▸ Material shown:
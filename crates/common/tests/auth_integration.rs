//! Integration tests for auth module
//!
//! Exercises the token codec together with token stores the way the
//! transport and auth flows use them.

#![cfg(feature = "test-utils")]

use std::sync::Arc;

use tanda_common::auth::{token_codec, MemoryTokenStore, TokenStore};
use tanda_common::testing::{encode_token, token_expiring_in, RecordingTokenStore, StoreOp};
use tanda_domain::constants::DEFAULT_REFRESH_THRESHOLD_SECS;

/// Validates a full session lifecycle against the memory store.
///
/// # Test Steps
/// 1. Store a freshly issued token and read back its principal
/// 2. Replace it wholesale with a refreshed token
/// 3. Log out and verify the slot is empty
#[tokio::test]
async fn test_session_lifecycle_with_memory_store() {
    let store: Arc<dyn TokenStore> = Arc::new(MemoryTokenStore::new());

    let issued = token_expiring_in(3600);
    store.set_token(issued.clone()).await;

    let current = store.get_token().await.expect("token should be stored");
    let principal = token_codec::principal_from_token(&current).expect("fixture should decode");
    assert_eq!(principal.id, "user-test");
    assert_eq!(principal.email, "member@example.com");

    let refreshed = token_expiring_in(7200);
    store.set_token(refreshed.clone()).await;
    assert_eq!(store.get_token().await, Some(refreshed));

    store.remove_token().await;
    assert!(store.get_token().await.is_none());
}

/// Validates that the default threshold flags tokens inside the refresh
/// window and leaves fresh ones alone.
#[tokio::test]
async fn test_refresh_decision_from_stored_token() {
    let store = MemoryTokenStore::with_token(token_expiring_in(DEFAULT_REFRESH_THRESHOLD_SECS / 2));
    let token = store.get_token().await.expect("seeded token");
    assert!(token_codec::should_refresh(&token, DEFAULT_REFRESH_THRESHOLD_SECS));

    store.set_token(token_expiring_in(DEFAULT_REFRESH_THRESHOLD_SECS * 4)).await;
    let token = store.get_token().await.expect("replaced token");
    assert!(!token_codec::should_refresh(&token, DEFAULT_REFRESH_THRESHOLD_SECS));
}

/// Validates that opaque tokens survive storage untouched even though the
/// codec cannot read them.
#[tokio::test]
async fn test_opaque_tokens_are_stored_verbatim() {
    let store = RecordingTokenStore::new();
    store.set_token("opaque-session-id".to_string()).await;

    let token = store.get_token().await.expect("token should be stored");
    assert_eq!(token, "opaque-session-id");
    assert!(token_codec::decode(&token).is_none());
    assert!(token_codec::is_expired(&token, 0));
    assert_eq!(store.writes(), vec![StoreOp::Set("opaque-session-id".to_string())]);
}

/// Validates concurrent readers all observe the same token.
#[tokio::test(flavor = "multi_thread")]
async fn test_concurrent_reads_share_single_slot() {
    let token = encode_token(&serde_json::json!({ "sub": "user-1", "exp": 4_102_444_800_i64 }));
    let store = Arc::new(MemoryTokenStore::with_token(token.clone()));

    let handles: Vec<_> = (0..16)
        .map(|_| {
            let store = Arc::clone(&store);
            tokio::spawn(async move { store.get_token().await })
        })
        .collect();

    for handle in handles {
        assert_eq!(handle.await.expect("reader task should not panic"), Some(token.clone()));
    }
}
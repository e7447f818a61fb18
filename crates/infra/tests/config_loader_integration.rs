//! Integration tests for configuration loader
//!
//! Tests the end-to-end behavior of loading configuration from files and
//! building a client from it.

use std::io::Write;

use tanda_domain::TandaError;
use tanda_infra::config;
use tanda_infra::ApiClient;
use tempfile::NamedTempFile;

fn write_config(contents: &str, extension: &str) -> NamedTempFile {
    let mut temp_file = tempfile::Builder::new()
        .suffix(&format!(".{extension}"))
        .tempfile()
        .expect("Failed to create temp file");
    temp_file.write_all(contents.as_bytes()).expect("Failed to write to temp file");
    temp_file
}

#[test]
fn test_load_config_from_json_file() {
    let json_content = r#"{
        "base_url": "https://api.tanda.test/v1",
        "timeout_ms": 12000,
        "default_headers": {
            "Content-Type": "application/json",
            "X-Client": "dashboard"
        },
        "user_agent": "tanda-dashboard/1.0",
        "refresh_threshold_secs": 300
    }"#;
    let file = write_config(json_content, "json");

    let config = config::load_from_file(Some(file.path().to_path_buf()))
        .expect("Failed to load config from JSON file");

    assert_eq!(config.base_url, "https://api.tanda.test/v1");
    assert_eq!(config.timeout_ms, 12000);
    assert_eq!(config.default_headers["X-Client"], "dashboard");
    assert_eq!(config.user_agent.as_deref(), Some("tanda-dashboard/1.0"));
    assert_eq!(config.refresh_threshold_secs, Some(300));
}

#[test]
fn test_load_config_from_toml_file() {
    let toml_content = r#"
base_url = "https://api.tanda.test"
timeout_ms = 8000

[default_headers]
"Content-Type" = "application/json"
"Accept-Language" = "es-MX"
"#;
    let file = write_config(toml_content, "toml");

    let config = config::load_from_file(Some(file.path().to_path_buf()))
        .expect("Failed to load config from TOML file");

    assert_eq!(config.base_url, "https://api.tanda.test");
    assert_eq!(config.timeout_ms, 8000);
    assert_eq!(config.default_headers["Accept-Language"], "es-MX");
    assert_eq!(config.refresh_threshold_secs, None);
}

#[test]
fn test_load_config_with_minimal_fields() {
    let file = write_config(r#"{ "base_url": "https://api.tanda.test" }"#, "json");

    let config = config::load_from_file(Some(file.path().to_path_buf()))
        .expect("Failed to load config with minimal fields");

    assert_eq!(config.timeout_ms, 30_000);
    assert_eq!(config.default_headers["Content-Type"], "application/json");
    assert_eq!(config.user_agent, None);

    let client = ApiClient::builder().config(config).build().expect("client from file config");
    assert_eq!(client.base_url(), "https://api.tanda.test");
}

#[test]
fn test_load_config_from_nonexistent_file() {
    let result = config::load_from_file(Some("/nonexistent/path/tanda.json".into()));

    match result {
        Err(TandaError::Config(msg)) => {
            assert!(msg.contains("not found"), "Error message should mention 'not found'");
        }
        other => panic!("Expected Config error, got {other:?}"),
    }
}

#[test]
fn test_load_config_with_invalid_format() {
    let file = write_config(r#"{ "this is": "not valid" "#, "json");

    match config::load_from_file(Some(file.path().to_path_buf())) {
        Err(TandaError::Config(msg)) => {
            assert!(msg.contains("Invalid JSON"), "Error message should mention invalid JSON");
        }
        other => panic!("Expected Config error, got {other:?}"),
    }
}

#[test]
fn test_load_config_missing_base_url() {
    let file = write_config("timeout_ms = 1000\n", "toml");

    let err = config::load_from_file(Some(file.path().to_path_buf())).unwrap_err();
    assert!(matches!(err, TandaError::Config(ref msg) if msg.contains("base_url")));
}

---

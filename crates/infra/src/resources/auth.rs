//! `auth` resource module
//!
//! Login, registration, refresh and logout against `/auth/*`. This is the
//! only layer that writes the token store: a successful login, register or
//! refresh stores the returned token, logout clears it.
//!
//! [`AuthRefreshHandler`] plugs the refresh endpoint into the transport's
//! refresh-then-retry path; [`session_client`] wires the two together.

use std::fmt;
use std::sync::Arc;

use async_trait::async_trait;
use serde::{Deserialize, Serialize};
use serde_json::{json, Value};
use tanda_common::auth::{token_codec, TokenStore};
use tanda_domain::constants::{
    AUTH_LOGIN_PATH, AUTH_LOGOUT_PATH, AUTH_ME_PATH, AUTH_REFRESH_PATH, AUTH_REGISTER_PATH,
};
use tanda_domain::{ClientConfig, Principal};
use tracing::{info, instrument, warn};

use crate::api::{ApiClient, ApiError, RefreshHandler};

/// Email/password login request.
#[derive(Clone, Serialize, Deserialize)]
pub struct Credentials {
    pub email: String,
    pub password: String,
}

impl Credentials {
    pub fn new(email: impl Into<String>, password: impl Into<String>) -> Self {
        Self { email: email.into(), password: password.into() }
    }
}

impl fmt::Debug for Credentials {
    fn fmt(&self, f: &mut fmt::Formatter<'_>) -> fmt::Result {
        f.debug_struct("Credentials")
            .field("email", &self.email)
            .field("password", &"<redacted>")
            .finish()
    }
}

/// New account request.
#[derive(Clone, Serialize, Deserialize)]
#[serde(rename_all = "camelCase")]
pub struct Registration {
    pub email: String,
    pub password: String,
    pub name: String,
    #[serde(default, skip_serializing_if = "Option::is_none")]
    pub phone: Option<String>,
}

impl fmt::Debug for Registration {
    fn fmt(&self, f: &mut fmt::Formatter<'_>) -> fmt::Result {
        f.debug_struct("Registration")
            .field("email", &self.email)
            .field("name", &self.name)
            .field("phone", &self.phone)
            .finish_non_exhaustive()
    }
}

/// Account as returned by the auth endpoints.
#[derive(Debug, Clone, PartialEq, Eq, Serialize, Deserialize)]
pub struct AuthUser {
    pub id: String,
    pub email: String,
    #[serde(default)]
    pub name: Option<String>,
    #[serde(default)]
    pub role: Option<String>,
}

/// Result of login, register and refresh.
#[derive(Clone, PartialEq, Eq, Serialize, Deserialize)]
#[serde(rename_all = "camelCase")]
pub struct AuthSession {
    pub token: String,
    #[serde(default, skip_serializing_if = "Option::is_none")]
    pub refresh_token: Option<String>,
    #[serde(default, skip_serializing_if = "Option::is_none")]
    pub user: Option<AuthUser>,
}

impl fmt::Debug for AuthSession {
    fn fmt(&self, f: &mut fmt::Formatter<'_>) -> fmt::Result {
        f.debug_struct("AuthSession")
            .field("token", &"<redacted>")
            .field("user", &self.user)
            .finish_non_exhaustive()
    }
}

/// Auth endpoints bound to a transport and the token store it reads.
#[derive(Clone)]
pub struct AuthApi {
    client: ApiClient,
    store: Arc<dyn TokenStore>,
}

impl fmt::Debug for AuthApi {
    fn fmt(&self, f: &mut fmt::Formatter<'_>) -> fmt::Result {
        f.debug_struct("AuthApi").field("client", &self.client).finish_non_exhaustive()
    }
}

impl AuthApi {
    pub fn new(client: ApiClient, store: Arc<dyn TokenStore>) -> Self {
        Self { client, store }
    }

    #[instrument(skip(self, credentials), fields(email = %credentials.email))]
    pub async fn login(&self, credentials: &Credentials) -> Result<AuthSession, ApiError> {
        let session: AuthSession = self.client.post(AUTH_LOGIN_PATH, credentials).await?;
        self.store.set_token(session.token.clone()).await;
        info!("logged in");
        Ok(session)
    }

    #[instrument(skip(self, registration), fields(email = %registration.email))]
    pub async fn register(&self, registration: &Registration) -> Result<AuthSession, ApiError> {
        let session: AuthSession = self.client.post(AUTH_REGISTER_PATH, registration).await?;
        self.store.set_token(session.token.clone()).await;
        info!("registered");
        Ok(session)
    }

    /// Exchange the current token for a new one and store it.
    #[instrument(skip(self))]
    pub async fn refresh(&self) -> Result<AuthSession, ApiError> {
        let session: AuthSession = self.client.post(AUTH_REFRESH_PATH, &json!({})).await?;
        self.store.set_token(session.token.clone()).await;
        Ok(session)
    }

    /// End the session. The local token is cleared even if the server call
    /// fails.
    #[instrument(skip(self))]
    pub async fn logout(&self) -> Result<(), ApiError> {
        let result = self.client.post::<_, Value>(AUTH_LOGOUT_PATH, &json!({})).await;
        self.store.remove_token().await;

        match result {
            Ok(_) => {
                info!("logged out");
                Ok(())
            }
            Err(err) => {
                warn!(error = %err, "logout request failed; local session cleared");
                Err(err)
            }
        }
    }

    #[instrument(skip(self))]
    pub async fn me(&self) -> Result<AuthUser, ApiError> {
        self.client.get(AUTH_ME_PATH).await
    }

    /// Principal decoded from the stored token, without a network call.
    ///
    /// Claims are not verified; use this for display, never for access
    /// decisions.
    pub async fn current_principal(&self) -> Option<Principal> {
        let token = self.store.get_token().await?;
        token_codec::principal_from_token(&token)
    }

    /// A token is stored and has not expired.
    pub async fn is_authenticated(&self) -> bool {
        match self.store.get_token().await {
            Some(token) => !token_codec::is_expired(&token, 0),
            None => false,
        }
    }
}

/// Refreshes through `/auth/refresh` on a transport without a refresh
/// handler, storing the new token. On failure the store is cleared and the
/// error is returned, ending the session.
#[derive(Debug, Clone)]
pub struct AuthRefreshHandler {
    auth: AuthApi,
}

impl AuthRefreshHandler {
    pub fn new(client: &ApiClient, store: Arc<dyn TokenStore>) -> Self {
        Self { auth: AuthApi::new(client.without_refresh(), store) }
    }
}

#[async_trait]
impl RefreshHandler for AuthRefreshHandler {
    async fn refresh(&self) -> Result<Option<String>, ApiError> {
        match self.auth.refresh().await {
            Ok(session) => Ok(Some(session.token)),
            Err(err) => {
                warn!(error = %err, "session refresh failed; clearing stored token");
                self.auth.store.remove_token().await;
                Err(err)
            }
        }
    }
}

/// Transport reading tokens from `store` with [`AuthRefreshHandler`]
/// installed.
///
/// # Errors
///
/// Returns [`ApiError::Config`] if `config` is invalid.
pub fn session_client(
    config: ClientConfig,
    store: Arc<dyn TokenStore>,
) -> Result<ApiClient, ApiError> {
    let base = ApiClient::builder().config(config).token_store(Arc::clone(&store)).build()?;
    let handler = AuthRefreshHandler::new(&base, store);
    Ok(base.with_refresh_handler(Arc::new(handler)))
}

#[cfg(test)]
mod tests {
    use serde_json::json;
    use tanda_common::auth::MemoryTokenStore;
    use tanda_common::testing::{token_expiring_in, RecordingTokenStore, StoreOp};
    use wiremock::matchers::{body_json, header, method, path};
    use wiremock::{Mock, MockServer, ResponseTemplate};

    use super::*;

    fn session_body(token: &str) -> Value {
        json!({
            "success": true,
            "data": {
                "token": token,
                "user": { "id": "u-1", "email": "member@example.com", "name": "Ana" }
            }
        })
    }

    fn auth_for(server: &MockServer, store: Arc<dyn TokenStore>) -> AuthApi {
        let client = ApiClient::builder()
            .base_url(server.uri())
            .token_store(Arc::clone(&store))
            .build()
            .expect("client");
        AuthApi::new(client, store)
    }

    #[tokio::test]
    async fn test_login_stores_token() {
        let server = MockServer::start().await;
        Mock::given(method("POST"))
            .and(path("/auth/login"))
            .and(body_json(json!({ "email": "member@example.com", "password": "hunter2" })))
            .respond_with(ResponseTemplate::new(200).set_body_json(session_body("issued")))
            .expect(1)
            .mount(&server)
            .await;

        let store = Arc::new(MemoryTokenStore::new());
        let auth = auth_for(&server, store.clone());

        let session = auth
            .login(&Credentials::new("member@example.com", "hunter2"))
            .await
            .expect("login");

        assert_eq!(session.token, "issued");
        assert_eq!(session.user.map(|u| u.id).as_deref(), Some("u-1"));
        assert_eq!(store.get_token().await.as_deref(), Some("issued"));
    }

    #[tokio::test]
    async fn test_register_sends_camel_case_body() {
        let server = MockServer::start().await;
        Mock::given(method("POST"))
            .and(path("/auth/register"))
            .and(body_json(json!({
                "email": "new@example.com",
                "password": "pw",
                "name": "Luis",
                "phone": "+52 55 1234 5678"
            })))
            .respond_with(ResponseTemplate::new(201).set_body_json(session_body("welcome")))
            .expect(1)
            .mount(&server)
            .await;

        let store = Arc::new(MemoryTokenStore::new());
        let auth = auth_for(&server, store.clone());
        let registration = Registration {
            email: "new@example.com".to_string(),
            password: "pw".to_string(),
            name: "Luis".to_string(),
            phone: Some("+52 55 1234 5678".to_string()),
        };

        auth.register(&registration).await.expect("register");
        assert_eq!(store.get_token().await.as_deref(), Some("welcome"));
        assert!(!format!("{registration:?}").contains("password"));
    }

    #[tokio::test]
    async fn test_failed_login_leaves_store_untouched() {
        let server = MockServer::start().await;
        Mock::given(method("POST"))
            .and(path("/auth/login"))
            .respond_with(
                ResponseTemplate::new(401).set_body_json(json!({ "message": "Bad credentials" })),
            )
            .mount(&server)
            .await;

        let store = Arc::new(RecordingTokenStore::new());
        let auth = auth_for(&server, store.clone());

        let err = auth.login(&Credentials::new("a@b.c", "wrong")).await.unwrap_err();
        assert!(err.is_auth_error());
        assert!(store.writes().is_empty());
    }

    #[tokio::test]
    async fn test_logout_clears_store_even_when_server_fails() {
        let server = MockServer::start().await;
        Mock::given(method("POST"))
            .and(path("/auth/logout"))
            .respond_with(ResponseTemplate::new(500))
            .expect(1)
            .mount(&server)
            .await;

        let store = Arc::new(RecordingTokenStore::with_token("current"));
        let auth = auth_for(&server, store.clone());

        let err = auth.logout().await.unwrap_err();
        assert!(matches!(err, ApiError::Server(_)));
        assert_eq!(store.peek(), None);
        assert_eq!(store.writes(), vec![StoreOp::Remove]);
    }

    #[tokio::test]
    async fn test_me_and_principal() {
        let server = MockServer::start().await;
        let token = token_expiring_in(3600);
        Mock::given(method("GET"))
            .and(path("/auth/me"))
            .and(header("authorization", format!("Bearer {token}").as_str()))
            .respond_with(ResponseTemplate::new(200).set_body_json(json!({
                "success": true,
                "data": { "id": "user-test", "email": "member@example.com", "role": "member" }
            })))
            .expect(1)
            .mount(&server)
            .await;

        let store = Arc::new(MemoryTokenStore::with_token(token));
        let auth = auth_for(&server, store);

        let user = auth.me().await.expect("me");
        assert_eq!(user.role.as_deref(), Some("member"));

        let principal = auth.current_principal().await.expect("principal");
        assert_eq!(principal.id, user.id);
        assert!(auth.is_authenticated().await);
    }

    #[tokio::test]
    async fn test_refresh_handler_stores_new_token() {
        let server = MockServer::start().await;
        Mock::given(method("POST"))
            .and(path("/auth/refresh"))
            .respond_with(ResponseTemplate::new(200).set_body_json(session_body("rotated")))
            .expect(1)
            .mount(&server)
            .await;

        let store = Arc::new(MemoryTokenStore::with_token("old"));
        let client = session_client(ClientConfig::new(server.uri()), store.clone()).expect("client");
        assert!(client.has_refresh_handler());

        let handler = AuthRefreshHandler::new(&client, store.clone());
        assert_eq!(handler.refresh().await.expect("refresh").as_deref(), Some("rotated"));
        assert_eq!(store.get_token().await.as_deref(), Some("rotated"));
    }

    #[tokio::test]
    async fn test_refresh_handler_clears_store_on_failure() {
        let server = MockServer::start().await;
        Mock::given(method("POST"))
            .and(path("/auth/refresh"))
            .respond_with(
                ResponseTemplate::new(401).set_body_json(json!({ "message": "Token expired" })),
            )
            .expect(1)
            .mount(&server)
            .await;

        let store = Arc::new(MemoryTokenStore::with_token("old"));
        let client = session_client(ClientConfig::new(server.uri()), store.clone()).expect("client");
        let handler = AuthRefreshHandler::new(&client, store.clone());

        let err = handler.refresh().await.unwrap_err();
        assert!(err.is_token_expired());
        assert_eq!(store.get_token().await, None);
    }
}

▸ Problem statement:
Looking through the records, copy out every line in which the word "request" is found.

▸ Answer:
/// Email/password login request.
/// New account request.
                warn!(error = %err, "logout request failed; local session cleared");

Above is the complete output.